We have made many, many friends over 25 years of teaching about Python, Tcl, Perl, PHP, Lua, Java, C and C++ - and MySQL, Linux and Solaris/SunOS too. Our training notes are now very much out of date, but due to upward compatability most of our examples remain operational and even relevant ad you are welcome to make us if them "as seen" and at your own risk.

Lisa and I (Graham) now live in what was our training centre in Melksham - happy to meet with former delegates here - but do check ahead before coming round. We are far from inactive - rather, enjoying the times that we are retired but still healthy enough in mind and body to be active!

I am also active in many other area and still look after a lot of web sites - you can find an index ((here))
Be careful of misreading server statistics

Here's a mystery for you.

Background

Over the past weekend, I was "fighting" server outages on another computer where - about once an hour - the httpd daemon appeared to be running away in some sort of hole or denial of service attack. Tricky one to find, as the temporary fix I had in place was in the form of a "heartbeat" script that killed all existing connections and freshened up the server. And when the server was busy, it was so much "treacle" that I couldn't run any Linux commands from a shell to see what was going on.

Mystery

I was aware from my heartbeat log of a total of around 20 seconds per hour during which the server was not accepting requests - that's about 0.5% of the time. Yet I had a user who was telling me that in his experience, downtime was around 10%. Wow - that's some scary figure, isn't it?

Any ideas?

Turns out to be a case of how you gather your statistics!

Solution

My heartbeat script clicks in at the start of every minute and if there's a problem it tidies up - 5 seconds. Having clicked in once, it then does a further precautionary clean the following "top" of minute, and perhaps if it's not sure that load levels are dropping as they should, the following minute. So in a bad hour, 4 outages of 5 seconds = 20 seconds.

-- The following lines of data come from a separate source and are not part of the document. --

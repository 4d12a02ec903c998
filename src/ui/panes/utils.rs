//! Shared pane helpers: bordered blocks, scrolling, token colors

use crate::parser::lexer::TokenKind;
use crate::ui::theme::DEFAULT_THEME;
use ratatui::{
    layout::Rect,
    style::{Modifier, Style},
    widgets::{Block, Borders},
};

/// Bordered block whose border is highlighted when the pane has focus
pub(crate) fn pane_block(title: &str, is_focused: bool) -> Block<'_> {
    let border_style = if is_focused {
        Style::default()
            .fg(DEFAULT_THEME.border_focused)
            .add_modifier(Modifier::BOLD)
    } else {
        Style::default().fg(DEFAULT_THEME.border_normal)
    };

    Block::default()
        .title(title)
        .borders(Borders::ALL)
        .border_style(border_style)
}

/// Number of content rows inside a bordered pane
pub(crate) fn visible_height(area: Rect) -> usize {
    area.height.saturating_sub(2).max(1) as usize // Account for borders, min 1
}

/// Clamp `offset` so the window never scrolls past the last item
pub(crate) fn clamp_scroll(total_items: usize, visible_height: usize, offset: &mut usize) {
    if total_items > visible_height {
        *offset = (*offset).min(total_items - visible_height);
    } else {
        *offset = 0;
    }
}

/// Adjust `offset` so that row `target` is inside the window
pub(crate) fn scroll_into_view(target: usize, visible_height: usize, offset: &mut usize) {
    if target < *offset {
        *offset = target;
    } else if target >= *offset + visible_height {
        *offset = target + 1 - visible_height;
    }
}

pub(crate) fn token_style(kind: TokenKind) -> Style {
    match kind {
        TokenKind::Number => Style::default().fg(DEFAULT_THEME.number),
        TokenKind::Identifier => Style::default().fg(DEFAULT_THEME.fg),
        TokenKind::LParen | TokenKind::RParen => Style::default().fg(DEFAULT_THEME.primary),
        TokenKind::End => Style::default().fg(DEFAULT_THEME.comment),
        _ => Style::default()
            .fg(DEFAULT_THEME.keyword)
            .add_modifier(Modifier::BOLD),
    }
}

It turns out that my user was running an automated script to check our server, again at the top of the minute. So he had syncronised his tests to our server in such a way that he always saw it during that brief clean up. Looking at his log activity later, I noticed that if he got a failure he had programmed in a second hit straight away to confirm it - so he was seeing 4/60 or 8/64 failures - that's 6.5% or 12.5% to report.

Lies, damned lies and statistics

This is a "object lesson" in being careful with statistics - at best, they're helpful and at worst they can give a totally incorrect picture. But I have to say that this example really took the biscuit!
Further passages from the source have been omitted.